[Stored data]
----

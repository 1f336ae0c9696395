//! Static HTML Extractor
//!
//! Collects every surviving image reference from raw markup, in document
//! order. Intentionally dumb: no scoring, no dedupe, no re-ranking. This is
//! the safety net for when the rendering-based scanner yields nothing.

use scraper::Html;
use url::Url;

use crate::selectors::IMG_SELECTOR;
use crate::services::filter::{normalize_image_url, should_discard};

/// Extract filtered image URLs from `html`, in document order.
///
/// Each `<img>` contributes its direct `src` first; only when the direct
/// source is empty or discarded does its `srcset` contribute, each entry
/// individually normalized and filtered.
pub fn extract_image_urls(html: &str, product_url: &Url) -> Vec<String> {
    let doc = Html::parse_document(html);
    let mut out = Vec::new();

    for img in doc.select(&IMG_SELECTOR) {
        let src = img.value().attr("src").unwrap_or("");
        if let Some(url) = normalize_image_url(src, product_url) {
            if !should_discard(&url, product_url) {
                out.push(url);
                continue;
            }
        }

        if let Some(srcset) = img.value().attr("srcset") {
            for entry in srcset.split(',') {
                // "url 2x" / "url 640w" -> url
                let reference = entry.trim().split_whitespace().next().unwrap_or("");
                if let Some(url) = normalize_image_url(reference, product_url) {
                    if !should_discard(&url, product_url) {
                        out.push(url);
                    }
                }
            }
        }
    }

    out
}
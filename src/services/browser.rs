//! Shared Browser Manager
//!
//! One headless Chromium instance per process, launched lazily on first
//! acquire and reused by every scan (and by the screenshot collaborator).
//! Each scan gets its own isolated page; the instance itself is torn down
//! only through [`BrowserManager::shutdown`].

use chromiumoxide::browser::{Browser, BrowserConfig};
use chromiumoxide::page::Page;
use futures_util::StreamExt;
use std::sync::Arc;
use tokio::sync::Mutex;
use tracing::{debug, info};

use crate::error::{HeropickError, Result};
use crate::types::ScanConfig;

#[derive(Clone)]
pub struct BrowserManager {
    cfg: ScanConfig,
    browser: Arc<Mutex<Option<Browser>>>,
}

impl BrowserManager {
    pub fn new(cfg: ScanConfig) -> Self {
        Self {
            cfg,
            browser: Arc::new(Mutex::new(None)),
        }
    }

    /// Launch the shared browser if not already running.
    async fn ensure_browser(&self) -> Result<()> {
        let mut guard = self.browser.lock().await;
        if guard.is_some() {
            return Ok(());
        }

        info!("launching shared headless browser");

        let mut builder = BrowserConfig::builder()
            .window_size(self.cfg.viewport_width, self.cfg.viewport_height)
            .no_sandbox()
            .arg("--headless=new")
            .arg("--disable-gpu")
            .arg("--disable-dev-shm-usage")
            .arg("--disable-extensions")
            .arg("--disable-background-networking")
            .arg("--mute-audio")
            .arg("--hide-scrollbars");

        if let Some(ref path) = self.cfg.chrome_path {
            builder = builder.chrome_executable(path);
        }

        let config = builder
            .build()
            .map_err(|e| HeropickError::browser_error(format!("browser config: {e}")))?;

        let (browser, mut handler) = Browser::launch(config)
            .await
            .map_err(|e| HeropickError::browser_error(format!("launch failed: {e}")))?;

        tokio::spawn(async move {
            while let Some(event) = handler.next().await {
                if let Err(e) = event {
                    debug!("browser handler: {e}");
                }
            }
        });

        *guard = Some(browser);
        Ok(())
    }

    /// Open an isolated page against the shared instance.
    ///
    /// The caller owns the page and must close it on every exit path; pages
    /// never outlive a single scan.
    pub async fn acquire_page(&self) -> Result<Page> {
        self.ensure_browser().await?;
        let guard = self.browser.lock().await;
        let browser = guard
            .as_ref()
            .ok_or_else(|| HeropickError::browser_error("browser not initialized"))?;
        browser
            .new_page("about:blank")
            .await
            .map_err(|e| HeropickError::browser_error(format!("new page: {e}")))
    }

    /// Tear down the shared instance. Invoked by the hosting process's
    /// lifecycle, not by individual scans.
    pub async fn shutdown(&self) {
        let mut guard = self.browser.lock().await;
        if let Some(mut browser) = guard.take() {
            let _ = browser.close().await;
            let _ = browser.wait().await;
            info!("shared browser closed");
        }
    }
}
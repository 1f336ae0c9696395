use clap::{Args, Parser, Subcommand};

use crate::api;
use crate::services::cache::{ImageCacheStore, LocalFsStore};
use crate::types::{ApiResponse, Domain};

#[derive(Parser)]
#[command(name = "heropick", version, about = "Product-image resolution (JSON only)")]
pub struct Cli {
    #[command(subcommand)]
    cmd: Command,
}

#[derive(Subcommand)]
enum Command {
    /// Resolve the representative image for a product URL
    Resolve(ResolveArgs),
    #[command(subcommand)]
    Cache(CacheCmd),
}

#[derive(Args)]
struct ResolveArgs {
    /// The product page URL to resolve.
    url: String,
    /// Rotation index; bump it to surface a different high-quality candidate.
    #[arg(long, default_value_t = 0)]
    attempt: u32,
    /// Manually supplied image URL; wins outright, cached only when same-domain.
    #[arg(long = "manual-image")]
    manual_image: Option<String>,
}

#[derive(Subcommand)]
enum CacheCmd {
    Read(ReadArgs),
    Delete(DeleteArgs),
}

#[derive(Args)]
struct ReadArgs {
    target: String, // <domain> | all
}

#[derive(Args)]
struct DeleteArgs {
    target: String, // <domain> | all
    #[arg(long = "yes")]
    yes: bool,
}

pub fn run() {
    let cli = Cli::parse();
    let store = LocalFsStore::new().unwrap();

    match cli.cmd {
        Command::Resolve(args) => {
            let image = crate::runtime::block_on(async {
                let result = api::resolve_product_image(
                    &args.url,
                    args.attempt,
                    args.manual_image.as_deref(),
                )
                .await;
                api::shutdown().await;
                result
            });
            print_json(ApiResponse::ok(serde_json::json!({
                "url": args.url,
                "attempt": args.attempt,
                "image": image,
            })));
        }
        Command::Cache(cc) => cache_cmd(&store, cc),
    }
}

fn cache_cmd(store: &LocalFsStore, cc: CacheCmd) {
    match cc {
        CacheCmd::Read(ReadArgs { target }) => {
            if target == "all" {
                finish(store.list());
            } else {
                finish(store.get(&Domain::from_raw(&target)));
            }
        }
        CacheCmd::Delete(DeleteArgs { target, yes }) => {
            if !yes {
                return print_json(ApiResponse::<()>::err("refusing to delete without --yes"));
            }
            if target == "all" {
                finish(store.delete_all().map(|_| serde_json::json!({"deleted": "all"})));
            } else {
                let domain = Domain::from_raw(&target);
                finish(
                    store
                        .delete(&domain)
                        .map(|_| serde_json::json!({"deleted": domain.0})),
                );
            }
        }
    }
}

fn finish<T: serde::Serialize>(res: crate::error::Result<T>) {
    match res {
        Ok(v) => print_json(ApiResponse::ok(v)),
        Err(e) => print_json(ApiResponse::<()>::err(e.to_string())),
    }
}

fn print_json<T: serde::Serialize>(val: T) {
    // pretty JSON output
    println!("{}", serde_json::to_string_pretty(&val).unwrap());
}
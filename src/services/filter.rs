//! URL/Image Filter
//!
//! Pure functions deciding which image references survive: normalization of
//! relative/protocol-relative references, and a blacklist discard heuristic
//! with a domain-slug override.

use url::Url;

/// Substrings signaling non-product imagery: trackers/pixels, banners/CTAs,
/// brand/logo/icon assets, trust badges/ratings/reviews, payment/guarantee/
/// shipping imagery, and generic placeholders.
const BLACKLIST: &[&str] = &[
    "pixel",
    "tracking",
    "tracker",
    "analytics",
    "beacon",
    "spacer",
    "blank",
    "1x1",
    "banner",
    "cta-",
    "-cta",
    "button",
    "logo",
    "icon",
    "favicon",
    "sprite",
    "badge",
    "trust",
    "seal",
    "rating",
    "stars",
    "review",
    "testimonial",
    "payment",
    "visa",
    "mastercard",
    "paypal",
    "amex",
    "guarantee",
    "money-back",
    "moneyback",
    "shipping",
    "delivery",
    "placeholder",
    "dummy",
    "sample",
    "default-image",
    "no-image",
    "noimage",
];

/// Normalize a possibly-relative image reference to absolute http(s) form.
///
/// Absolute http(s) URLs pass through unchanged. Relative and
/// protocol-relative references are resolved against `base`. Anything
/// unparsable or with a non-http(s) scheme yields `None`.
pub fn normalize_image_url(raw: &str, base: &Url) -> Option<String> {
    let raw = raw.trim();
    if raw.is_empty() {
        return None;
    }
    if raw.starts_with("http://") || raw.starts_with("https://") {
        return Some(raw.to_string());
    }
    let resolved = Url::options().base_url(Some(base)).parse(raw).ok()?;
    match resolved.scheme() {
        "http" | "https" => Some(resolved.to_string()),
        _ => None,
    }
}

/// Lowercased first label of the product URL's hostname, `www.` stripped.
/// A weak product-identity signal used to override the blacklist.
pub fn domain_slug(product_url: &Url) -> Option<String> {
    let host = product_url.host_str()?.to_ascii_lowercase();
    let host = host.strip_prefix("www.").unwrap_or(&host);
    let first = host.split('.').next()?;
    if first.is_empty() {
        None
    } else {
        Some(first.to_string())
    }
}

/// Decide whether a candidate URL must be discarded.
///
/// The slug override is evaluated first: a URL containing the product's
/// domain slug is kept regardless of other matches, since the asset almost
/// certainly belongs to the product itself. After that, data-URIs, SVG
/// assets, and blacklist matches are discarded.
pub fn should_discard(url: &str, product_url: &Url) -> bool {
    let lower = url.to_ascii_lowercase();

    if let Some(slug) = domain_slug(product_url) {
        if lower.contains(&slug) {
            return false;
        }
    }

    if lower.starts_with("data:") {
        return true;
    }
    if is_svg(&lower) {
        return true;
    }
    BLACKLIST.iter().any(|pat| lower.contains(pat))
}

fn is_svg(lower_url: &str) -> bool {
    let path_end = lower_url
        .find(|c| c == '?' || c == '#')
        .unwrap_or(lower_url.len());
    lower_url[..path_end].ends_with(".svg")
}

#[cfg(test)]
mod tests {
    use super::*;

    fn base() -> Url {
        Url::parse("https://prodentim.com/offer/").unwrap()
    }

    #[test]
    fn test_normalize_absolute_passthrough() {
        let url = normalize_image_url("https://cdn.example.com/a.jpg", &base());
        assert_eq!(url.as_deref(), Some("https://cdn.example.com/a.jpg"));
    }

    #[test]
    fn test_normalize_relative_and_protocol_relative() {
        assert_eq!(
            normalize_image_url("img/a.jpg", &base()).as_deref(),
            Some("https://prodentim.com/offer/img/a.jpg")
        );
        assert_eq!(
            normalize_image_url("/img/a.jpg", &base()).as_deref(),
            Some("https://prodentim.com/img/a.jpg")
        );
        assert_eq!(
            normalize_image_url("//cdn.example.com/a.jpg", &base()).as_deref(),
            Some("https://cdn.example.com/a.jpg")
        );
    }

    #[test]
    fn test_normalize_rejects_malformed_and_non_http() {
        assert_eq!(normalize_image_url("", &base()), None);
        assert_eq!(normalize_image_url("   ", &base()), None);
        assert_eq!(normalize_image_url("javascript:void(0)", &base()), None);
    }

    #[test]
    fn test_domain_slug_strips_www() {
        let url = Url::parse("https://www.prodentim24.com/").unwrap();
        assert_eq!(domain_slug(&url).as_deref(), Some("prodentim24"));
    }

    #[test]
    fn test_discard_data_uri_and_svg() {
        assert!(should_discard("data:image/png;base64,AAAA", &base()));
        assert!(should_discard("https://x.com/art.svg", &base()));
        assert!(should_discard("https://x.com/art.svg?v=2", &base()));
        assert!(!should_discard("https://x.com/art.svg.jpg", &base()));
    }

    #[test]
    fn test_discard_blacklist_tokens() {
        assert!(should_discard("https://x.com/assets/trust-badge.png", &base()));
        assert!(should_discard("https://x.com/visa-mastercard.png", &base()));
        assert!(should_discard("https://x.com/img/pixel.gif", &base()));
        assert!(!should_discard("https://x.com/img/product-shot.jpg", &base()));
    }

    #[test]
    fn test_slug_override_suppresses_discard() {
        // "badge" is blacklisted, but the slug wins.
        assert!(should_discard("https://x.com/some-badge-2024.png", &base()));
        assert!(!should_discard(
            "https://x.com/prodentim-badge-2024.png",
            &base()
        ));
    }
}
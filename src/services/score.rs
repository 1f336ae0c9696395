//! Candidate Scoring
//!
//! Pure functions over plain DOM snapshots: qualification, scoring, stable
//! ranking, and the deterministic rotation that maps a retry counter to a
//! stable alternate pick. No live browser involved, fully unit-testable.

use url::Url;

use crate::services::filter::should_discard;
use crate::types::{CandidateKind, CandidateSnapshot, RankedCandidate, ScanConfig};

/// Keywords in a resolved URL hinting at product-shaped imagery.
const PRODUCT_SHAPE_KEYWORDS: &[&str] = &[
    "bottle", "jar", "pack", "bundle", "box", "tube", "capsule", "pouch", "product", "supplement",
];

/// Keep only candidates that qualify: style-visible, vertically intersecting
/// the viewport, above the area noise floor, and outside any video context.
fn qualifies(c: &CandidateSnapshot, cfg: &ScanConfig) -> bool {
    if !c.visible || c.video_context {
        return false;
    }
    if c.area() < cfg.min_area {
        return false;
    }
    let viewport_h = cfg.viewport_height as f64;
    c.top < viewport_h && c.top + c.height > 0.0
}

fn score(c: &CandidateSnapshot, product_url: &Url, cfg: &ScanConfig) -> f64 {
    let mut score = c.area() - c.top.max(0.0) * cfg.top_offset_weight;

    if c.kind == CandidateKind::Image {
        score += cfg.image_kind_bonus;
    }
    if !c.source.is_empty() {
        let lower = c.source.to_ascii_lowercase();
        if PRODUCT_SHAPE_KEYWORDS.iter().any(|k| lower.contains(k)) {
            score += cfg.keyword_bonus;
        }
        if should_discard(&c.source, product_url) {
            score -= cfg.blacklist_penalty;
        }
    }

    score
}

/// Score and rank candidates, descending; ties keep scan order (stable sort).
pub fn score_candidates(
    snapshots: Vec<CandidateSnapshot>,
    product_url: &Url,
    cfg: &ScanConfig,
) -> Vec<RankedCandidate> {
    let mut ranked: Vec<RankedCandidate> = snapshots
        .into_iter()
        .filter(|c| qualifies(c, cfg))
        .map(|snapshot| {
            let score = score(&snapshot, product_url, cfg);
            RankedCandidate { snapshot, score }
        })
        .collect();
    ranked.sort_by(|a, b| b.score.partial_cmp(&a.score).unwrap_or(std::cmp::Ordering::Equal));
    ranked
}

/// Deterministic rotation: map a retry counter to an index over `len` items.
///
/// One convention for the whole engine: attempts 0 and 1 both select the
/// best item, attempts `1..=len` visit each index exactly once, and
/// `len + 1` wraps back to the best.
pub fn rotation_index(attempt: u32, len: usize) -> usize {
    debug_assert!(len > 0);
    ((attempt.max(1) - 1) as usize) % len
}

/// Pick the rotation winner from the ranked list, bounded to the top-N window.
pub fn select_candidate<'a>(
    ranked: &'a [RankedCandidate],
    attempt: u32,
    cfg: &ScanConfig,
) -> Option<&'a RankedCandidate> {
    if ranked.is_empty() {
        return None;
    }
    let window = ranked.len().min(cfg.top_n.max(1));
    Some(&ranked[rotation_index(attempt, window)])
}
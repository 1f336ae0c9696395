//! Domain Image Cache
//!
//! Persistent `domain -> image_url` mapping with upsert semantics. The
//! engine reads on every attempt and writes only manual provenance; `auto`
//! provenance is representable but reserved for governance outside the
//! engine. Entries are never deleted by the engine itself.

use chrono::Utc;
use directories::ProjectDirs;
use std::fs;
use std::path::PathBuf;

use crate::error::{HeropickError, Result};
use crate::types::{CacheEntry, Domain};

pub trait ImageCacheStore: Send + Sync {
    fn get(&self, domain: &Domain) -> Result<Option<CacheEntry>>;
    /// Upsert keyed by domain; idempotent, last-write-wins, timestamp refreshed.
    fn set(&self, entry: &CacheEntry) -> Result<()>;
    fn list(&self) -> Result<Vec<CacheEntry>>;
    fn delete(&self, domain: &Domain) -> Result<()>;
    fn delete_all(&self) -> Result<()>;
}

/// One JSON file per domain under the local data dir.
pub struct LocalFsStore {
    root: PathBuf,
}

impl LocalFsStore {
    pub fn new() -> Result<Self> {
        let proj = ProjectDirs::from("io", "heropick", "heropick").ok_or_else(|| {
            HeropickError::storage_error("initialization", "could not resolve data dir")
        })?;
        Self::with_root(proj.data_local_dir().join("images"))
    }

    /// Store rooted at an explicit directory (tests, embedded hosts).
    pub fn with_root(root: PathBuf) -> Result<Self> {
        fs::create_dir_all(&root)?;
        Ok(Self { root })
    }

    fn path_for(&self, d: &Domain) -> PathBuf {
        self.root.join(format!("{}.json", d.0))
    }
}

impl ImageCacheStore for LocalFsStore {
    fn get(&self, domain: &Domain) -> Result<Option<CacheEntry>> {
        let p = self.path_for(domain);
        if !p.exists() {
            return Ok(None);
        }
        let file = fs::File::open(&p)?;
        let entry: CacheEntry = serde_json::from_reader(file)?;

        // Only return the entry when the key inside the file matches, so a
        // renamed or mangled file never serves a foreign domain's image.
        if entry.domain == *domain {
            Ok(Some(entry))
        } else {
            Ok(None)
        }
    }

    fn set(&self, entry: &CacheEntry) -> Result<()> {
        let mut entry = entry.clone();
        entry.updated_at = Utc::now();
        let file = fs::File::create(self.path_for(&entry.domain))?;
        serde_json::to_writer_pretty(file, &entry)?;
        Ok(())
    }

    fn list(&self) -> Result<Vec<CacheEntry>> {
        let mut out = Vec::new();
        if !self.root.exists() {
            return Ok(out);
        }
        for dir_entry in fs::read_dir(&self.root)? {
            let path = dir_entry?.path();
            if path.extension().and_then(|s| s.to_str()) != Some("json") {
                continue;
            }
            let file = match fs::File::open(&path) {
                Ok(f) => f,
                Err(_) => continue,
            };
            let entry: CacheEntry = match serde_json::from_reader(file) {
                Ok(e) => e,
                Err(_) => continue, // skip corrupt files
            };
            out.push(entry);
        }
        out.sort_by(|a, b| a.domain.0.cmp(&b.domain.0));
        Ok(out)
    }

    fn delete(&self, domain: &Domain) -> Result<()> {
        let p = self.path_for(domain);
        if p.exists() {
            fs::remove_file(p)?;
        }
        Ok(())
    }

    fn delete_all(&self) -> Result<()> {
        if self.root.exists() {
            for dir_entry in fs::read_dir(&self.root)? {
                let path = dir_entry?.path();
                if path.extension().and_then(|s| s.to_str()) == Some("json") {
                    fs::remove_file(path)?;
                }
            }
        }
        Ok(())
    }
}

----

Go line by line through the data above and report each one that holds the string "isolated".

//! Each scan gets its own isolated page; the instance itself is torn down
    /// Open an isolated page against the shared instance.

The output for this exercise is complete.